近年、AVアンプの性能底上げが著しい。中でもボリュームゾーンとなった10万円以下の価格帯には各社から複数のモデルが投入され、市場を活性化する一因になっている。しかし、買う側から見ると狭い価格レンジの中にいくつものモデルがひしめき合い、違いが見えにくくなっているのも事実だろう。そこで今回は、ヤマハの2013年春モデル「RX-V575」および「RX-V775」を取り上げ、機能から内部の作り、実際の音まで直接比較してみたい。
まず2製品の概要を紹介しておこう。両モデルともディスクリート構成のパワーアンプを7基搭載したAVアンプで、独自の音場創生技術「シネマDSP」や「YPAO」といったヤマハならではの機能を網羅している。DLNA 1.5によるネットワークオーディオ機能は192kHz/24bitまでのPCM音源(WAV、FLAC)に対応し、さらにアップルのAirPlayをサポート。MHL対応のHDMI端子、apt-X対応のBluetoothアダプター「YBA-11」(8400円)など、時流にのってスマートフォンユーザー向けの機能も多く盛り込んだ。もちろん従来機同様、専用アプリ「AV CONTROLLER」を使えばスマートフォン/タブレットからAVアンプを無線でコントロールできる。
希望小売価格は、RX-V575が6万3000円、RX-V775は9万2400円。定価では3万1000円の開きがあり、実売価格は安くなっているものの価格差は同程度だ。ちょっと“ふんぱつ”すれば1つ上のグレードが狙えるし、逆に下位モデルのコストパフォーマンスが高ければ初期投資を抑えて相対的な満足度を高めることもできそう。なんとも微妙な位置付けにある2機種といえる。

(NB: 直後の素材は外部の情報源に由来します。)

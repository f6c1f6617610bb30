//! Completion suggestions: the caller-facing spec shapes and their
//! normalization into `lsp-types` completion items.

use std::str::FromStr;

use lsp_types::{
    CompletionItem, CompletionItemKind, CompletionTextEdit, InsertTextFormat, Range, TextEdit,
};
use serde::{Deserialize, Serialize};
use thiserror::Error;

/// A completion-kind name outside the closed [`SuggestionKind`] set.
#[derive(Debug, Clone, PartialEq, Eq, Error)]
#[error("unknown completion kind: {0:?}")]
pub struct UnknownKindError(pub String);

/// Completion category, mirroring the engine's kind enumeration.
///
/// Closed by construction: names that fall outside this set are rejected at
/// the parse boundary (`FromStr` / deserialization) instead of flowing into
/// the engine as an absent kind.
#[derive(Debug, Clone, Copy, PartialEq, Eq, Serialize, Deserialize)]
pub enum SuggestionKind {
    Text,
    Method,
    Function,
    Constructor,
    Field,
    Variable,
    Class,
    Interface,
    Module,
    Property,
    Unit,
    Value,
    Enum,
    Keyword,
    Snippet,
    Color,
    File,
    Reference,
    Folder,
    EnumMember,
    Constant,
    Struct,
    Event,
    Operator,
    TypeParameter,
}

impl SuggestionKind {
    /// Engine-side kind for this category.
    pub fn to_lsp(self) -> CompletionItemKind {
        match self {
            Self::Text => CompletionItemKind::TEXT,
            Self::Method => CompletionItemKind::METHOD,
            Self::Function => CompletionItemKind::FUNCTION,
            Self::Constructor => CompletionItemKind::CONSTRUCTOR,
            Self::Field => CompletionItemKind::FIELD,
            Self::Variable => CompletionItemKind::VARIABLE,
            Self::Class => CompletionItemKind::CLASS,
            Self::Interface => CompletionItemKind::INTERFACE,
            Self::Module => CompletionItemKind::MODULE,
            Self::Property => CompletionItemKind::PROPERTY,
            Self::Unit => CompletionItemKind::UNIT,
            Self::Value => CompletionItemKind::VALUE,
            Self::Enum => CompletionItemKind::ENUM,
            Self::Keyword => CompletionItemKind::KEYWORD,
            Self::Snippet => CompletionItemKind::SNIPPET,
            Self::Color => CompletionItemKind::COLOR,
            Self::File => CompletionItemKind::FILE,
            Self::Reference => CompletionItemKind::REFERENCE,
            Self::Folder => CompletionItemKind::FOLDER,
            Self::EnumMember => CompletionItemKind::ENUM_MEMBER,
            Self::Constant => CompletionItemKind::CONSTANT,
            Self::Struct => CompletionItemKind::STRUCT,
            Self::Event => CompletionItemKind::EVENT,
            Self::Operator => CompletionItemKind::OPERATOR,
            Self::TypeParameter => CompletionItemKind::TYPE_PARAMETER,
        }
    }
}

impl FromStr for SuggestionKind {
    type Err = UnknownKindError;

    fn from_str(s: &str) -> Result<Self, Self::Err> {
        Ok(match s {
            "Text" => Self::Text,
            "Method" => Self::Method,
            "Function" => Self::Function,
            "Constructor" => Self::Constructor,
            "Field" => Self::Field,
            "Variable" => Self::Variable,
            "Class" => Self::Class,
            "Interface" => Self::Interface,
            "Module" => Self::Module,
            "Property" => Self::Property,
            "Unit" => Self::Unit,
            "Value" => Self::Value,
            "Enum" => Self::Enum,
            "Keyword" => Self::Keyword,
            "Snippet" => Self::Snippet,
            "Color" => Self::Color,
            "File" => Self::File,
            "Reference" => Self::Reference,
            "Folder" => Self::Folder,
            "EnumMember" => Self::EnumMember,
            "Constant" => Self::Constant,
            "Struct" => Self::Struct,
            "Event" => Self::Event,
            "Operator" => Self::Operator,
            "TypeParameter" => Self::TypeParameter,
            other => return Err(UnknownKindError(other.to_string())),
        })
    }
}

/// One suggestion as the caller specifies it.
///
/// On the wire (JSON/YAML) this is a string-or-record union: a bare string
/// is shorthand for a callable inserted as `name()`, a record carries the
/// full item. Deserialization is untagged, so both forms parse directly.
#[derive(Debug, Clone, PartialEq, Serialize, Deserialize)]
#[serde(untagged)]
pub enum Suggestion {
    /// Shorthand: a callable name, completed as `name()`.
    Bare(String),
    /// Full item: label/text/detail carried verbatim.
    Structured {
        label: String,
        text: String,
        detail: String,
        kind: SuggestionKind,
    },
}

impl From<&str> for Suggestion {
    fn from(name: &str) -> Self {
        Self::Bare(name.to_string())
    }
}

impl From<String> for Suggestion {
    fn from(name: String) -> Self {
        Self::Bare(name)
    }
}

/// Build completion items for a batch of specs at a cursor word range.
///
/// Called per completion request so the emitted text edits carry the range
/// the engine reported for that request. All items insert as snippets,
/// matching the engine's placeholder-aware insertion mode.
pub(crate) fn completion_items(specs: &[Suggestion], range: Range) -> Vec<CompletionItem> {
    specs
        .iter()
        .map(|spec| {
            let (label, text, detail, kind) = match spec {
                Suggestion::Bare(name) => (
                    name.clone(),
                    format!("{name}()"),
                    name.clone(),
                    SuggestionKind::Function,
                ),
                Suggestion::Structured { label, text, detail, kind } => {
                    (label.clone(), text.clone(), detail.clone(), *kind)
                }
            };
            CompletionItem {
                label,
                kind: Some(kind.to_lsp()),
                detail: Some(detail),
                insert_text: Some(text.clone()),
                insert_text_format: Some(InsertTextFormat::SNIPPET),
                text_edit: Some(CompletionTextEdit::Edit(TextEdit::new(range, text))),
                ..Default::default()
            }
        })
        .collect()
}
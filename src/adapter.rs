//! The adapter: language selection, theme, and provider wiring over an
//! [`EditorEngine`].

use std::collections::HashMap;
use std::sync::Arc;

use lsp_types::{CompletionList, Hover, HoverContents, MarkedString};
use parking_lot::Mutex;

use crate::engine::{EditorEngine, Registration, ViewOptions, WordQuery};
use crate::hover::{empty_contents, render_entry, HoverEntry};
use crate::suggest::{completion_items, Suggestion};
use crate::theme::{self, THEME_NAME};

type HoverMap = HashMap<String, Vec<MarkedString>>;

/// Caller-owned adapter over a code-editor engine.
///
/// Holds the current editing language and wires suggestion and hover data
/// into the engine's provider extension points. At most one completion and
/// one hover registration are live at a time; re-registering releases the
/// previous one first, and dropping the adapter releases both.
///
/// Construction registers the fixed [`theme::daylight`] theme with the
/// engine. Multiple adapters over distinct engines are fully independent.
pub struct EditorAdapter<E: EditorEngine> {
    engine: E,
    language: String,
    hover_map: Arc<Mutex<HoverMap>>,
    completion_reg: Option<Registration>,
    hover_reg: Option<Registration>,
}

impl<E: EditorEngine> EditorAdapter<E> {
    /// Wrap an engine. Starts on `"python"` and registers the fixed theme.
    pub fn new(engine: E) -> Self {
        let adapter = Self {
            engine,
            language: "python".to_string(),
            hover_map: Arc::new(Mutex::new(HashMap::new())),
            completion_reg: None,
            hover_reg: None,
        };
        adapter.define_theme();
        adapter
    }

    /// Current editing language.
    pub fn language(&self) -> &str {
        &self.language
    }

    /// Set the editing language used for subsequent registrations and view
    /// construction. Any string is accepted; providers already registered
    /// keep their original language — re-register to pick up the change.
    pub fn set_language(&mut self, language: impl Into<String>) {
        self.language = language.into();
    }

    /// Register the fixed theme under [`THEME_NAME`]. Safe to call again;
    /// the engine overwrites the earlier definition.
    pub fn define_theme(&self) {
        self.engine.define_theme(THEME_NAME, &theme::daylight());
    }

    /// Register a completion provider for the current language serving
    /// `specs`. Replaces any live completion registration.
    ///
    /// Items are rebuilt on every request at the engine-reported word range,
    /// and the returned list is marked incomplete so the engine re-queries
    /// as the user keeps typing.
    pub fn init_suggestions(&mut self, specs: Vec<Suggestion>) {
        // Release-before-replace: never two live providers on one event.
        self.completion_reg.take();

        tracing::debug!("registering completion provider: language={} specs={}", self.language, specs.len());
        let specs: Arc<[Suggestion]> = specs.into();
        let provider = Box::new(move |query: &WordQuery| CompletionList {
            is_incomplete: true,
            items: completion_items(&specs, query.range),
        });
        self.completion_reg = Some(self.engine.register_completions(&self.language, provider));
    }

    /// Store hover entries (last write wins per key) and register a hover
    /// provider for the current language. Replaces any live hover
    /// registration.
    ///
    /// With `reflow` set, each value has its commas broken onto separate
    /// lines before rendering; see [`crate::hover::reflow_commas`].
    pub fn init_hover(&mut self, entries: impl IntoIterator<Item = HoverEntry>, reflow: bool) {
        {
            let mut map = self.hover_map.lock();
            for entry in entries {
                let contents = render_entry(&entry, &self.language, reflow);
                map.insert(entry.key, contents);
            }
        }

        self.hover_reg.take();

        tracing::debug!("registering hover provider: language={}", self.language);
        let map = Arc::clone(&self.hover_map);
        let provider = Box::new(move |query: &WordQuery| Hover {
            contents: HoverContents::Array(
                map.lock().get(&query.word).cloned().unwrap_or_else(empty_contents),
            ),
            range: None,
        });
        self.hover_reg = Some(self.engine.register_hover(&self.language, provider));
    }

    /// Release both live registrations. Language and hover entries stay
    /// intact; a no-op when nothing is registered.
    pub fn dispose(&mut self) {
        if self.completion_reg.take().is_some() || self.hover_reg.take().is_some() {
            tracing::debug!("released provider registrations");
        }
    }

    /// Build an editor view bound to `container`, using the current language,
    /// the fixed theme, and the fixed display options. `None` container
    /// yields `None` with no side effects.
    pub fn create_view(&self, container: Option<E::Container>) -> Option<E::View> {
        let container = container?;
        let options = ViewOptions::for_language(&self.language, THEME_NAME);
        Some(self.engine.create_view(container, &options))
    }

    /// Borrow the wrapped engine.
    pub fn engine(&self) -> &E {
        &self.engine
    }
}
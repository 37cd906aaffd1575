//! Supplier portal endpoints
//!
//! Token holders reach these without a back-office account; the token is
//! checked on every call. Issuing, listing and revoking tokens, and reviewing
//! submissions without a token, are back-office operations.

use std::sync::Arc;

use axum::extract::{Query, State};
use axum::http::{HeaderMap, StatusCode};
use axum::response::{IntoResponse, Response};
use axum::Json;
use serde::Serialize;

use crate::entities::portal::{
    fingerprint, AccessToken, IssuedToken, NewPortalSubmission, PortalPatch, PortalSubmission,
    SubmissionQuery, SubmissionType, TokenQuery, TokenRequest,
};
use crate::entities::user::Permission;
use crate::server::auth::{actor, require};
use crate::server::error::{ApiError, ApiResult};
use crate::server::AppState;

#[derive(Debug, Serialize)]
pub struct IssuedTokenResponse {
    #[serde(flatten)]
    pub issued: IssuedToken,
    /// Ready-to-send invitation text
    pub invitation: String,
}

/// `?token=` verifies a token, `?id=` fetches one, otherwise lists
pub async fn get_tokens(
    State(state): State<Arc<AppState>>,
    Query(query): Query<TokenQuery>,
) -> ApiResult<Response> {
    let mut db = state.db()?;
    if let Some(token) = query.token.as_deref() {
        let access = db.verify_token(token)?;
        return Ok(Json(access).into_response());
    }
    if let Some(id) = query.id {
        return Ok(Json(db.get_token(id)?).into_response());
    }
    Ok(Json(db.list_tokens(query.supplier_id)?).into_response())
}

pub async fn issue(
    State(state): State<Arc<AppState>>,
    headers: HeaderMap,
    Json(mut req): Json<TokenRequest>,
) -> ApiResult<(StatusCode, Json<IssuedTokenResponse>)> {
    let user = require(&state, &headers, Permission::SuppliersWrite)?;
    if req.created_by.is_none() {
        req.created_by = actor(&user);
    }

    let issued = state.db()?.issue_token(
        req,
        state.config.portal.default_expiry_days,
        &state.config.server.public_url,
    )?;
    tracing::info!(
        token_id = issued.token.id,
        supplier = issued.token.supplier_id,
        fingerprint = %fingerprint(&issued.token.token),
        "portal token issued"
    );

    let invitation = state
        .templates
        .invitation(&issued)
        .map_err(|e| ApiError::Internal(e.to_string()))?;
    Ok((
        StatusCode::CREATED,
        Json(IssuedTokenResponse { issued, invitation }),
    ))
}

pub async fn revoke(
    State(state): State<Arc<AppState>>,
    headers: HeaderMap,
    Query(query): Query<TokenQuery>,
) -> ApiResult<Json<AccessToken>> {
    require(&state, &headers, Permission::SuppliersWrite)?;
    let revoked = state
        .db()?
        .revoke_token(query.id, query.token.as_deref())?;
    tracing::info!(
        token_id = revoked.id,
        fingerprint = %fingerprint(&revoked.token),
        "portal token revoked"
    );
    Ok(Json(revoked))
}

/// `?token=` lists the token's own submissions; `?id=` fetches one (scoped to
/// the token when both are given); `?supplier_id=` or nothing is the admin list
pub async fn get_submissions(
    State(state): State<Arc<AppState>>,
    Query(query): Query<SubmissionQuery>,
) -> ApiResult<Response> {
    let db = state.db()?;
    match (query.id, query.token.as_deref()) {
        (Some(id), Some(token)) => Ok(Json(db.get_submission_for_token(token, id)?).into_response()),
        (Some(id), None) => Ok(Json(db.get_submission(id)?).into_response()),
        (None, Some(token)) => Ok(Json(db.list_submissions_for_token(token)?).into_response()),
        (None, None) => Ok(Json(db.list_submissions(query.supplier_id)?).into_response()),
    }
}

pub async fn submit(
    State(state): State<Arc<AppState>>,
    Json(req): Json<NewPortalSubmission>,
) -> ApiResult<(StatusCode, Json<PortalSubmission>)> {
    let submission = state.db()?.create_submission(req)?;
    tracing::info!(
        submission = submission.id,
        supplier = submission.supplier_id,
        kind = %submission.submission_type,
        "portal submission created"
    );
    Ok((StatusCode::CREATED, Json(submission)))
}

/// Supplier edit with `token` in the body, reviewer decision without it
pub async fn update_submission(
    State(state): State<Arc<AppState>>,
    headers: HeaderMap,
    Json(mut patch): Json<PortalPatch>,
) -> ApiResult<Json<PortalSubmission>> {
    let id = patch
        .id
        .ok_or_else(|| ApiError::bad_request("id is required"))?;

    if patch.token.is_none() {
        let kind = state.db()?.get_submission(id)?.submission_type;
        let permission = match kind {
            SubmissionType::Imds => Permission::ImdsValidate,
            SubmissionType::Pcf => Permission::PcfValidate,
        };
        let user = require(&state, &headers, permission)?;
        if patch.reviewed_by.is_none() {
            patch.reviewed_by = actor(&user);
        }
    }

    Ok(Json(state.db()?.update_submission(id, patch)?))
}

外観デザインは「RX-Vシリーズ」共通のシンプルかつ実用的なもの。RX-V775は上位機らしく、高さが1センチ、奥行きは5センチ長くなり、フロントパネルもアルミ製だ。また細かい点だが、MHL(Mobile High-Difinition Link)対応HDMI端子が前面(RX-V775)にあるか、背面(RX-V575)にあるかといった違いもある。もし、Android端末を所有していてMHL接続を頻繁に使うつもりなら、こうした使い勝手の違いにも着目したい。
HDMI端子は、RX-V575で5入力、RX-V775は6入力(2出力)と、どちらも必要十分。むしろ、数年前のAVアンプを使っている人なら、10万円以下のモデルがこれほどのHDMI入力を備えていることに驚きそうだ。なお、両モデルとも4Kパススルーに対応しているため、将来的にテレビやレコーダーを買い替えるときにも安心。さらにRX-V775では4Kアップスケール機能も備えた。もっとも、4Kテレビや4K出力対応BDレコーダーは超解像技術を含む強力なアップスケール機能を“売り”にしているため、とりあえず4Kパススルーがあれば必要十分だと思われる。